EXERCISE DIRECTIONS >>
Could you return every line of the material that contains the word "Summary"?

** RECORDS SUPPLIED follows **

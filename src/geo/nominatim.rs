//! Nominatim / OpenStreetMap geocoder client.
//!
//! The public instance allows **1 request per second**; callers go through
//! [`RateLimiter`](super::RateLimiter). Every request carries a timeout.
//!
//! See <https://nominatim.org/release-docs/develop/api/Search/>

use super::lookup::{GeocodeError, LocationGeocoder};
use super::GeoPoint;
use crate::config::GeocoderConfig;
use std::time::Duration;

/// Blocking free-form search client.
pub struct NominatimGeocoder {
    client: reqwest::blocking::Client,
    base_url: String,
}

impl NominatimGeocoder {
    /// Build a client with the configured user agent and request timeout.
    ///
    /// # Errors
    ///
    /// Returns [`GeocodeError::Http`] if the HTTP client cannot be built.
    pub fn new(config: &GeocoderConfig) -> Result<Self, GeocodeError> {
        let client = reqwest::blocking::Client::builder()
            .user_agent(config.user_agent.clone())
            .timeout(Duration::from_secs(config.timeout_secs))
            .build()?;
        Ok(Self {
            client,
            base_url: config.base_url.clone(),
        })
    }
}

impl LocationGeocoder for NominatimGeocoder {
    fn lookup(&self, location: &str) -> Result<Option<GeoPoint>, GeocodeError> {
        let resp = self
            .client
            .get(&self.base_url)
            .query(&[("q", location), ("format", "jsonv2"), ("limit", "1")])
            .send()?;

        if resp.status() == reqwest::StatusCode::TOO_MANY_REQUESTS {
            return Err(GeocodeError::RateLimited);
        }

        let body: serde_json::Value = resp.error_for_status()?.json()?;
        parse_response(&body)
    }
}

/// Parses a Nominatim JSON search response.
fn parse_response(body: &serde_json::Value) -> Result<Option<GeoPoint>, GeocodeError> {
    let results = body.as_array().ok_or_else(|| GeocodeError::Parse {
        message: "Nominatim response is not an array".to_string(),
    })?;

    let Some(first) = results.first() else {
        return Ok(None);
    };

    let coordinate = |key: &str| {
        first[key]
            .as_str()
            .and_then(|s| s.parse::<f64>().ok())
            .ok_or_else(|| GeocodeError::Parse {
                message: format!("Missing {key} in Nominatim response"),
            })
    };

    Ok(Some(GeoPoint::new(coordinate("lat")?, coordinate("lon")?)))
}
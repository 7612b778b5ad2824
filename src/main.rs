//! Flight Crash - command-line front end for the accident data pipeline.

use anyhow::{Context, Result};
use clap::{Args, Parser, Subcommand};
use flight_crash_pipeline::data::write_view_csv;
use flight_crash_pipeline::extract::extract_uploads;
use flight_crash_pipeline::geo::{
    geocode_missing, CancelFlag, GeocodeCache, NominatimGeocoder, RateLimiter,
};
use flight_crash_pipeline::{
    load_dataset, load_with_geocodes, DashboardReport, Delimiter, FilterOptions, FilterSelection,
    PipelineConfig,
};
use std::path::PathBuf;
use std::time::Duration;

#[derive(Parser)]
#[command(name = "flight-crash", about = "Flight accident data pipeline")]
struct Cli {
    /// TOML configuration file
    #[arg(long, global = true)]
    config: Option<PathBuf>,

    /// Source data file (overrides config)
    #[arg(long, global = true)]
    data: Option<PathBuf>,

    /// Field delimiter: "," or "tab" (overrides config)
    #[arg(long, global = true)]
    delimiter: Option<Delimiter>,

    /// Geocode cache file (overrides config)
    #[arg(long, global = true)]
    cache: Option<PathBuf>,

    #[command(subcommand)]
    command: Commands,
}

#[derive(Args, Debug, Default)]
struct FilterArgs {
    /// Keep only these years (repeatable)
    #[arg(long = "year")]
    years: Vec<i32>,

    /// Keep only these damage levels (repeatable)
    #[arg(long = "damage")]
    damage_levels: Vec<String>,

    /// Keep only these operators (repeatable)
    #[arg(long = "operator")]
    operators: Vec<String>,
}

impl FilterArgs {
    fn selection(&self) -> FilterSelection {
        FilterSelection::new()
            .with_years(self.years.iter().copied())
            .with_damage_levels(self.damage_levels.iter().cloned())
            .with_operators(self.operators.iter().cloned())
    }
}

#[derive(Subcommand)]
enum Commands {
    /// Print every dashboard aggregation for the filtered view as JSON
    Summary {
        #[command(flatten)]
        filters: FilterArgs,

        /// Length of ranking lists
        #[arg(long, default_value_t = 15)]
        top: usize,
    },
    /// Print the selectable years, damage levels and operators
    Options,
    /// Geocode unique locations missing from the cache and save it
    Geocode {
        #[command(flatten)]
        filters: FilterArgs,
    },
    /// Write the filtered view, newest first
    Export {
        output: PathBuf,

        #[command(flatten)]
        filters: FilterArgs,
    },
    /// Extract CSV/JSON/TXT files from uploaded archives
    Extract {
        input_dir: PathBuf,

        #[arg(default_value = "data")]
        output_dir: PathBuf,
    },
}

fn main() -> Result<()> {
    pretty_env_logger::init();
    let cli = Cli::parse();
    let config = resolve_config(&cli)?;

    match cli.command {
        Commands::Summary { filters, top } => {
            let loaded = load_with_geocodes(&config)
                .with_context(|| format!("Could not load {}", config.data_path.display()))?;
            let view = filters.selection().apply(&loaded.dataset);
            let report = DashboardReport::build(&view, top);
            println!("{}", serde_json::to_string_pretty(&report)?);
        }
        Commands::Options => {
            let loaded = load_dataset(&config)
                .with_context(|| format!("Could not load {}", config.data_path.display()))?;
            let options = FilterOptions::from_dataset(&loaded.dataset);
            println!("Years: {:?}", options.years);
            println!("Damage levels: {:?}", options.damage_levels);
            println!("Operators: {:?}", options.operators);
        }
        Commands::Geocode { filters } => run_geocode(&config, &filters)?,
        Commands::Export { output, filters } => {
            let loaded = load_with_geocodes(&config)
                .with_context(|| format!("Could not load {}", config.data_path.display()))?;
            let view = filters.selection().apply(&loaded.dataset);
            write_view_csv(&view, &output, config.delimiter)
                .with_context(|| format!("Could not write {}", output.display()))?;
            println!("Showing {} rows (after filters) -> {}", view.len(), output.display());
        }
        Commands::Extract {
            input_dir,
            output_dir,
        } => {
            let report = extract_uploads(&input_dir, &output_dir)?;
            for path in report.found() {
                println!("{}", path.display());
            }
            for (path, reason) in &report.failed {
                eprintln!("Failed {}: {reason}", path.display());
            }
        }
    }

    Ok(())
}

fn resolve_config(cli: &Cli) -> Result<PipelineConfig> {
    let mut config = match &cli.config {
        Some(path) => PipelineConfig::from_file(path)?,
        None => PipelineConfig::default(),
    };
    if let Some(data) = &cli.data {
        config.data_path = data.clone();
    }
    if let Some(delimiter) = cli.delimiter {
        config.delimiter = delimiter;
    }
    if let Some(cache) = &cli.cache {
        config.geocode_cache_path = cache.clone();
    }
    Ok(config)
}

fn run_geocode(config: &PipelineConfig, filters: &FilterArgs) -> Result<()> {
    let loaded = load_dataset(config)
        .with_context(|| format!("Could not load {}", config.data_path.display()))?;
    if loaded.dataset.has_coordinate_columns() {
        println!("Source data already has latitude/longitude columns; nothing to geocode.");
        return Ok(());
    }

    let mut cache = GeocodeCache::load_if_exists(&config.geocode_cache_path)?.unwrap_or_default();
    let geocoder = NominatimGeocoder::new(&config.geocoder)?;
    let mut limiter = RateLimiter::new(Duration::from_millis(config.geocoder.min_delay_ms));

    let view = filters.selection().apply(&loaded.dataset);
    let run = geocode_missing(view, &mut cache, &geocoder, &mut limiter, &CancelFlag::new());

    cache
        .save(&config.geocode_cache_path)
        .with_context(|| format!("Could not write {}", config.geocode_cache_path.display()))?;
    println!(
        "Geocoding finished: {} looked up, {} resolved. Saved {} rows to {}",
        run.looked_up,
        run.resolved,
        cache.len(),
        config.geocode_cache_path.display()
    );
    Ok(())
}
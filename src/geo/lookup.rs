//! Geocode Lookup Module
//! Rate-limited, cancellable population of the geocode cache.

use super::cache::{GeoPoint, GeocodeCache};
use crate::data::Record;
use std::collections::HashSet;
use std::sync::atomic::{AtomicBool, Ordering};
use std::sync::Arc;
use std::thread;
use std::time::{Duration, Instant};
use thiserror::Error;

/// Errors from a single geocoding lookup.
#[derive(Debug, Error)]
pub enum GeocodeError {
    /// HTTP request failed or timed out.
    #[error("HTTP error: {0}")]
    Http(#[from] reqwest::Error),

    /// Response parsing failed.
    #[error("Parse error: {message}")]
    Parse {
        /// Description of the parsing failure.
        message: String,
    },

    /// Rate limit exceeded.
    #[error("Rate limit exceeded")]
    RateLimited,
}

/// Resolves one free-text location to coordinates.
pub trait LocationGeocoder {
    /// `Ok(None)` means the service had no match.
    fn lookup(&self, location: &str) -> Result<Option<GeoPoint>, GeocodeError>;
}

/// Enforces a minimum delay between successive calls to [`RateLimiter::wait`].
#[derive(Debug)]
pub struct RateLimiter {
    min_delay: Duration,
    last: Option<Instant>,
}

impl RateLimiter {
    pub fn new(min_delay: Duration) -> Self {
        Self {
            min_delay,
            last: None,
        }
    }

    /// Block until `min_delay` has passed since the previous call.
    pub fn wait(&mut self) {
        if let Some(last) = self.last {
            let elapsed = last.elapsed();
            if elapsed < self.min_delay {
                thread::sleep(self.min_delay - elapsed);
            }
        }
        self.last = Some(Instant::now());
    }
}

/// Shared cancellation flag, checked before every lookup.
#[derive(Debug, Clone, Default)]
pub struct CancelFlag(Arc<AtomicBool>);

impl CancelFlag {
    pub fn new() -> Self {
        Self::default()
    }

    pub fn cancel(&self) {
        self.0.store(true, Ordering::SeqCst);
    }

    pub fn is_cancelled(&self) -> bool {
        self.0.load(Ordering::SeqCst)
    }
}

/// Summary of one geocoding run.
#[derive(Debug, Clone, Default, PartialEq, Eq)]
pub struct GeocodeRun {
    /// Unique non-empty locations not already cached.
    pub pending: usize,
    pub looked_up: usize,
    pub resolved: usize,
    /// Lookups that errored or found nothing; cached as unresolved.
    pub unresolved: usize,
    pub cancelled: bool,
}

/// Unique non-empty locations, in first-seen order, that have no cache entry.
pub fn pending_locations<'a, I>(records: I, cache: &GeocodeCache) -> Vec<String>
where
    I: IntoIterator<Item = &'a Record>,
{
    let mut seen = HashSet::new();
    records
        .into_iter()
        .filter_map(|r| r.location.as_deref())
        .map(str::trim)
        .filter(|l| !l.is_empty() && !cache.contains(l))
        .filter(|l| seen.insert(*l))
        .map(str::to_string)
        .collect()
}

/// Look up every pending location and record the outcome in `cache`.
///
/// Failures and misses are stored as [`GeoPoint::UNRESOLVED`] so later runs
/// skip them. When `cancel` is set the run stops before the next lookup;
/// entries recorded so far are kept.
pub fn geocode_missing<'a, I, G>(
    records: I,
    cache: &mut GeocodeCache,
    geocoder: &G,
    limiter: &mut RateLimiter,
    cancel: &CancelFlag,
) -> GeocodeRun
where
    I: IntoIterator<Item = &'a Record>,
    G: LocationGeocoder + ?Sized,
{
    let pending = pending_locations(records, cache);
    let mut run = GeocodeRun {
        pending: pending.len(),
        ..Default::default()
    };
    log::info!("Geocoding {} unique locations", pending.len());

    for location in pending {
        if cancel.is_cancelled() {
            log::warn!(
                "Geocoding cancelled after {} of {} lookups",
                run.looked_up,
                run.pending
            );
            run.cancelled = true;
            break;
        }

        limiter.wait();
        run.looked_up += 1;

        let point = match geocoder.lookup(&location) {
            Ok(Some(point)) => {
                run.resolved += 1;
                point
            }
            Ok(None) => {
                log::debug!("No geocoding match for {location:?}");
                run.unresolved += 1;
                GeoPoint::UNRESOLVED
            }
            Err(e) => {
                log::warn!("Geocoding {location:?} failed: {e}");
                run.unresolved += 1;
                GeoPoint::UNRESOLVED
            }
        };
        cache.insert(location, point);
    }

    log::info!(
        "Geocoding finished: {} resolved, {} unresolved",
        run.resolved,
        run.unresolved
    );
    run
}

** End of RECORDS SUPPLIED **

TASK SOLUTION >>
    Summary {
        Commands::Summary { filters, top } => {
/// Summary of one geocoding run.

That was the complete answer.